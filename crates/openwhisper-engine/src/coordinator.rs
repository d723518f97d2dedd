//! Ties the recording lifecycle, backend status updates and the overlay
//! together.

use std::sync::mpsc::{self, Receiver, Sender};
use std::time::Duration;

use openwhisper_core::{OverlayState, RecordingLifecycle};
use tracing::{debug, info, warn};

use crate::overlay::{OverlayStateMachine, OverlaySurface};
use crate::status::{StatusAction, classify};
use crate::timer::{CancelTimer, TimerScheduler, TimerToken};

/// Pixels between the pointer and a freshly shown overlay.
pub const DEFAULT_ANCHOR_OFFSET: i32 = 10;

const STT_ENABLED: &str = "STT Enabled";
const STT_DISABLED: &str = "STT Disabled";

/// An effective lifecycle transition, sent to subscribers.
#[derive(Debug, Clone, Copy, PartialEq, Eq)]
pub enum LifecycleEvent {
    Started,
    Stopped,
    Canceled,
}

impl LifecycleEvent {
    /// Command word sent to the transcription backend.
    pub fn command(&self) -> &'static str {
        match self {
            LifecycleEvent::Started => "start",
            LifecycleEvent::Stopped => "stop",
            LifecycleEvent::Canceled => "cancel",
        }
    }
}

pub struct RecordingCoordinator<S, T> {
    lifecycle: RecordingLifecycle,
    overlay: OverlayStateMachine<S>,
    cancel_timer: CancelTimer,
    scheduler: T,
    anchor_offset: i32,
    transcript: Option<String>,
    enabled: bool,
    subscribers: Vec<Sender<LifecycleEvent>>,
}

impl<S: OverlaySurface, T: TimerScheduler> RecordingCoordinator<S, T> {
    /// `cancel_duration` is how long the cancel animation stays up,
    /// margin included.
    pub fn new(surface: S, scheduler: T, cancel_duration: Duration) -> Self {
        Self {
            lifecycle: RecordingLifecycle::Idle,
            overlay: OverlayStateMachine::new(surface),
            cancel_timer: CancelTimer::new(cancel_duration),
            scheduler,
            anchor_offset: DEFAULT_ANCHOR_OFFSET,
            transcript: None,
            enabled: true,
            subscribers: Vec::new(),
        }
    }

    pub fn with_anchor_offset(mut self, offset: i32) -> Self {
        self.anchor_offset = offset;
        self
    }

    pub fn start_recording(&mut self) {
        if !self.enabled {
            debug!("Speech-to-text disabled, ignoring start");
            return;
        }
        if self.lifecycle.is_recording() {
            debug!("Already recording, ignoring start");
            return;
        }
        info!("Recording started");
        self.lifecycle = RecordingLifecycle::Recording;
        self.publish(LifecycleEvent::Started);
        self.reflect(OverlayState::Recording);
    }

    pub fn stop_recording(&mut self) {
        if !self.lifecycle.is_recording() {
            debug!("Not recording, ignoring stop");
            return;
        }
        info!("Recording stopped");
        self.lifecycle = RecordingLifecycle::Idle;
        self.publish(LifecycleEvent::Stopped);
        self.reflect(OverlayState::Processing);
    }

    pub fn cancel_recording(&mut self) {
        if !self.lifecycle.is_recording() {
            debug!("Not recording, ignoring cancel");
            return;
        }
        info!("Recording canceled");
        self.lifecycle = RecordingLifecycle::Idle;
        self.publish(LifecycleEvent::Canceled);
        self.enter_cancel();
    }

    pub fn toggle_recording(&mut self) {
        if self.lifecycle.is_recording() {
            self.stop_recording();
        } else {
            self.start_recording();
        }
    }

    /// Applies a free-text status message from the backend.
    pub fn status_update(&mut self, text: &str) {
        match classify(text) {
            StatusAction::Cancel => self.enter_cancel(),
            StatusAction::Show(state) => self.reflect(state),
            StatusAction::Hide => self.overlay.hide(),
            StatusAction::Ignore => debug!(status = text, "Status has no overlay effect"),
        }
    }

    /// Keeps the transcript for display and hides the overlay.
    pub fn transcription_received(&mut self, text: impl Into<String>) {
        let text = text.into();
        debug!(chars = text.chars().count(), "Transcript received");
        self.transcript = Some(text);
        self.overlay.hide();
    }

    /// Handles an expired cancel timer delivered by the scheduler.
    pub fn on_cancel_timer(&mut self, token: TimerToken) {
        if !self.cancel_timer.expire(token) {
            return;
        }
        let state = self.overlay.current_state();
        if state.auto_hides() {
            self.overlay.hide();
        } else {
            debug!(state = %state, "Overlay moved on, leaving it visible");
        }
    }

    /// Flips speech-to-text on or off and shows the matching status.
    /// Returns the new setting.
    pub fn toggle_enabled(&mut self) -> bool {
        self.enabled = !self.enabled;
        info!(enabled = self.enabled, "Speech-to-text toggled");
        let status = if self.enabled { STT_ENABLED } else { STT_DISABLED };
        self.status_update(status);
        self.enabled
    }

    /// Receives every effective lifecycle transition from now on.
    pub fn subscribe(&mut self) -> Receiver<LifecycleEvent> {
        let (tx, rx) = mpsc::channel();
        self.subscribers.push(tx);
        rx
    }

    pub fn lifecycle(&self) -> RecordingLifecycle {
        self.lifecycle
    }

    pub fn overlay(&self) -> &OverlayStateMachine<S> {
        &self.overlay
    }

    /// The last transcript, cleared when a recording is canceled.
    pub fn transcript(&self) -> Option<&str> {
        self.transcript.as_deref()
    }

    pub fn is_enabled(&self) -> bool {
        self.enabled
    }

    /// The rendering layer, for setup the state machine does not cover.
    pub fn surface_mut(&mut self) -> &mut S {
        self.overlay.surface_mut()
    }

    pub fn scheduler(&self) -> &T {
        &self.scheduler
    }

    /// Shows `state`, opening the overlay at the pointer if it is hidden.
    fn reflect(&mut self, state: OverlayState) {
        let result = if self.overlay.is_visible() {
            self.overlay.set_state(state)
        } else {
            let anchor = self
                .overlay
                .surface()
                .cursor_position()
                .offset(self.anchor_offset);
            self.overlay.show_at(anchor, state)
        };
        if let Err(e) = result {
            warn!(state = %state, error = %e, "Overlay rejected update");
        }
    }

    fn enter_cancel(&mut self) {
        self.transcript = None;
        self.reflect(OverlayState::Canceling);
        self.cancel_timer.arm(&mut self.scheduler);
    }

    fn publish(&mut self, event: LifecycleEvent) {
        self.subscribers.retain(|tx| tx.send(event).is_ok());
    }
}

________________________

:: Activity ::
The answer must be every line of the entries that includes the word "pointer".

:: Solution ::
/// Pixels between the pointer and a freshly shown overlay.
    /// Shows `state`, opening the overlay at the pointer if it is hidden.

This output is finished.